WORK REQUIRED:
In the records below, copy the line that contains "assert!(aabb.is_empty());" and each line after it, word for word, through the last.

RECORDS TO USE:
*****

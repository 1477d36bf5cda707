use anyhow::Result;
use futures::future::{self, LocalBoxFuture};
use futures::FutureExt;
use glam::Vec3;

use super::LightProvider;
use crate::math::hex_to_rgb;
use crate::scene::{Light, LightKind, Node, NodeRef, ShadowCamera};

/// Dark-sky hemisphere fill plus one shadow-casting sun
#[derive(Debug, Clone, Copy, Default)]
pub struct DefaultLights;

impl LightProvider for DefaultLights {
    fn create(&self) -> LocalBoxFuture<'_, Result<Vec<NodeRef>>> {
        let environment = Node::light(Light::hemisphere(hex_to_rgb(0x000000), hex_to_rgb(0xffffff), 0.5))
            .with_name("hemisphere light")
            .into_ref();

        let mut sun = Light::directional(Vec3::ONE, 1.0);
        if let LightKind::Directional { shadow, .. } = &mut sun.kind {
            *shadow = ShadowCamera {
                map_size: 1024,
                near: 50.0,
                far: 300.0,
            };
        }
        let mut sun = Node::light(sun)
            .with_name("directional light")
            .with_position(Vec3::new(100.0, 150.0, 100.0));
        sun.cast_shadow = true;

        future::ready(Ok(vec![environment, sun.into_ref()])).boxed_local()
    }
}

/// Flat ambient term plus a close directional light
#[derive(Debug, Clone, Copy, Default)]
pub struct AmbientDirectionalLights;

impl LightProvider for AmbientDirectionalLights {
    fn create(&self) -> LocalBoxFuture<'_, Result<Vec<NodeRef>>> {
        let ambient = Node::light(Light::ambient(Vec3::ONE, 0.5))
            .with_name("ambient light")
            .into_ref();
        let mut directional = Node::light(Light::directional(Vec3::ONE, 0.5))
            .with_name("directional light")
            .with_position(Vec3::new(5.0, 15.0, 5.0));
        directional.cast_shadow = true;

        future::ready(Ok(vec![ambient, directional.into_ref()])).boxed_local()
    }
}

/// Grey hemisphere fill plus four large rect area lights aimed at the origin,
/// for progressive rendering
#[derive(Debug, Clone, Copy, Default)]
pub struct AreaLights;

impl LightProvider for AreaLights {
    fn create(&self) -> LocalBoxFuture<'_, Result<Vec<NodeRef>>> {
        let placements = [
            (100.0, Vec3::new(0.0, 500.0, 0.0)),
            (60.0, Vec3::new(-400.0, 400.0, 200.0)),
            (60.0, Vec3::new(400.0, 400.0, 200.0)),
            (60.0, Vec3::new(0.0, 400.0, -500.0)),
        ];
        let environment = Node::light(Light::hemisphere(hex_to_rgb(0x404040), hex_to_rgb(0xffffff), 2.0))
            .with_name("hemisphere light")
            .into_ref();
        let lights = std::iter::once(environment)
            .chain(placements.iter().enumerate().map(|(i, (intensity, position))| {
                Node::light(Light::rect_area(Vec3::ONE, *intensity, 100.0, 100.0))
                    .with_name(format!("area light {i}"))
                    .with_position(*position)
                    .into_ref()
            }))
            .collect();

        future::ready(Ok(lights)).boxed_local()
    }
}

#[cfg(test)]
mod tests {
    use super::*;
    use crate::scene::NodeKind;

    #[test]
    fn default_lights_cast_one_shadow() {
        let lights = pollster::block_on(DefaultLights.create()).unwrap();
        assert_eq!(lights.len(), 2);
        let casting: Vec<_> = lights.iter().filter(|l| l.borrow().cast_shadow).collect();
        assert_eq!(casting.len(), 1);

        let sun = casting[0].borrow();
        match &sun.kind {
            NodeKind::Light(Light {
                kind: LightKind::Directional { shadow, .. },
                ..
            }) => {
                assert_eq!(shadow.map_size, 1024);
                assert_eq!(shadow.near, 50.0);
                assert_eq!(shadow.far, 300.0);
            }
            other => panic!("expected directional light, got {other:?}"),
        }
    }

    #[test]
    fn area_lights_point_at_origin() {
        let lights = pollster::block_on(AreaLights.create()).unwrap();
        assert_eq!(lights.len(), 5);
        for node in &lights[1..] {
            let node = node.borrow();
            let NodeKind::Light(light) = &node.kind else {
                panic!("expected light");
            };
            assert!(matches!(light.kind, LightKind::RectArea { .. }));
            let dir = light.direction_from(node.position).unwrap();
            assert!(dir.dot(-node.position.normalize()) > 0.999);
        }
    }

    #[test]
    fn ambient_directional_pair() {
        let lights = pollster::block_on(AmbientDirectionalLights.create()).unwrap();
        assert_eq!(lights.len(), 2);
        assert_eq!(lights[1].borrow().position, Vec3::new(5.0, 15.0, 5.0));
    }
}
use glam::{Mat4, Vec3};

#[derive(Copy, Clone, Debug, PartialEq)]
pub struct AABB {
    pub min: Vec3,
    pub max: Vec3,
}

impl AABB {
    pub fn new(min: Vec3, max: Vec3) -> Self {
        Self { min, max }
    }

    /// Inverted box that any point expands into
    pub fn empty() -> Self {
        Self {
            min: Vec3::splat(f32::INFINITY),
            max: Vec3::splat(f32::NEG_INFINITY),
        }
    }

    pub fn is_empty(&self) -> bool {
        self.max.x < self.min.x || self.max.y < self.min.y || self.max.z < self.min.z
    }

    pub fn expand_point(&mut self, point: Vec3) {
        self.min = self.min.min(point);
        self.max = self.max.max(point);
    }

    pub fn union(&self, other: &AABB) -> AABB {
        AABB {
            min: self.min.min(other.min),
            max: self.max.max(other.max),
        }
    }

    pub fn center(&self) -> Vec3 {
        (self.min + self.max) * 0.5
    }

    /// Extent along each axis, zero for an empty box
    pub fn size(&self) -> Vec3 {
        if self.is_empty() {
            Vec3::ZERO
        } else {
            self.max - self.min
        }
    }

    pub fn diagonal(&self) -> f32 {
        self.size().length()
    }

    /// Bounds of the eight transformed corners
    pub fn transformed(&self, matrix: &Mat4) -> AABB {
        if self.is_empty() {
            return *self;
        }
        let mut result = AABB::empty();
        for i in 0..8 {
            let corner = Vec3::new(
                if i & 1 == 0 { self.min.x } else { self.max.x },
                if i & 2 == 0 { self.min.y } else { self.max.y },
                if i & 4 == 0 { self.min.z } else { self.max.z },
            );
            result.expand_point(matrix.transform_point3(corner));
        }
        result
    }
}

impl Default for AABB {
    fn default() -> Self {
        Self::empty()
    }
}

#[cfg(test)]
mod tests {
    use super::*;

    #[test]
    fn test_aabb_new() {
        let min = Vec3::new(0.0, 0.0, 0.0);
        let max = Vec3::new(1.0, 1.0, 1.0);
        let aabb = AABB::new(min, max);
        assert_eq!(aabb.min, min);
        assert_eq!(aabb.max, max);
    }

    #[test]
    fn test_aabb_center_negative() {
        let aabb = AABB::new(Vec3::new(-2.0, -4.0, -6.0), Vec3::new(2.0, 4.0, 6.0));
        assert_eq!(aabb.center(), Vec3::ZERO);
    }

    #[test]
    fn test_aabb_empty_has_zero_size() {
        let aabb = AABB::empty();
        assert!(aabb.is_empty());
        assert_eq!(aabb.size(), Vec3::ZERO);
        assert_eq!(aabb.diagonal(), 0.0);
    }

    #[test]
    fn test_aabb_expand_point() {
        let mut aabb = AABB::empty();
        aabb.expand_point(Vec3::new(1.0, -2.0, 3.0));
        aabb.expand_point(Vec3::new(-1.0, 2.0, 0.0));
        assert_eq!(aabb.min, Vec3::new(-1.0, -2.0, 0.0));
        assert_eq!(aabb.max, Vec3::new(1.0, 2.0, 3.0));
        assert!(!aabb.is_empty());
    }

    #[test]
    fn test_aabb_union_contained() {
        let aabb1 = AABB::new(Vec3::new(0.0, 0.0, 0.0), Vec3::new(5.0, 5.0, 5.0));
        let aabb2 = AABB::new(Vec3::new(1.0, 1.0, 1.0), Vec3::new(2.0, 2.0, 2.0));
        let union = aabb1.union(&aabb2);
        assert_eq!(union.min, aabb1.min);
        assert_eq!(union.max, aabb1.max);
    }

    #[test]
    fn test_aabb_transformed_by_scale_and_translation() {
        let aabb = AABB::new(Vec3::splat(-1.0), Vec3::splat(1.0));
        let matrix = Mat4::from_translation(Vec3::new(0.0, 3.0, 0.0)) * Mat4::from_scale(Vec3::splat(2.0));
        let moved = aabb.transformed(&matrix);
        assert!((moved.min - Vec3::new(-2.0, 1.0, -2.0)).length() < 1e-5);
        assert!((moved.max - Vec3::new(2.0, 5.0, 2.0)).length() < 1e-5);
    }
}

*****

RESULT OF THE EXERCISE:
        assert!(aabb.is_empty());
        assert_eq!(aabb.size(), Vec3::ZERO);
        assert_eq!(aabb.diagonal(), 0.0);
    }

    #[test]
    fn test_aabb_expand_point() {
        let mut aabb = AABB::empty();
        aabb.expand_point(Vec3::new(1.0, -2.0, 3.0));
        aabb.expand_point(Vec3::new(-1.0, 2.0, 0.0));
        assert_eq!(aabb.min, Vec3::new(-1.0, -2.0, 0.0));
        assert_eq!(aabb.max, Vec3::new(1.0, 2.0, 3.0));
        assert!(!aabb.is_empty());
    }

    #[test]
    fn test_aabb_union_contained() {
        let aabb1 = AABB::new(Vec3::new(0.0, 0.0, 0.0), Vec3::new(5.0, 5.0, 5.0));
        let aabb2 = AABB::new(Vec3::new(1.0, 1.0, 1.0), Vec3::new(2.0, 2.0, 2.0));
        let union = aabb1.union(&aabb2);
        assert_eq!(union.min, aabb1.min);
        assert_eq!(union.max, aabb1.max);
    }

    #[test]
    fn test_aabb_transformed_by_scale_and_translation() {
        let aabb = AABB::new(Vec3::splat(-1.0), Vec3::splat(1.0));
        let matrix = Mat4::from_translation(Vec3::new(0.0, 3.0, 0.0)) * Mat4::from_scale(Vec3::splat(2.0));
        let moved = aabb.transformed(&matrix);
        assert!((moved.min - Vec3::new(-2.0, 1.0, -2.0)).length() < 1e-5);
        assert!((moved.max - Vec3::new(2.0, 5.0, 2.0)).length() < 1e-5);
    }
}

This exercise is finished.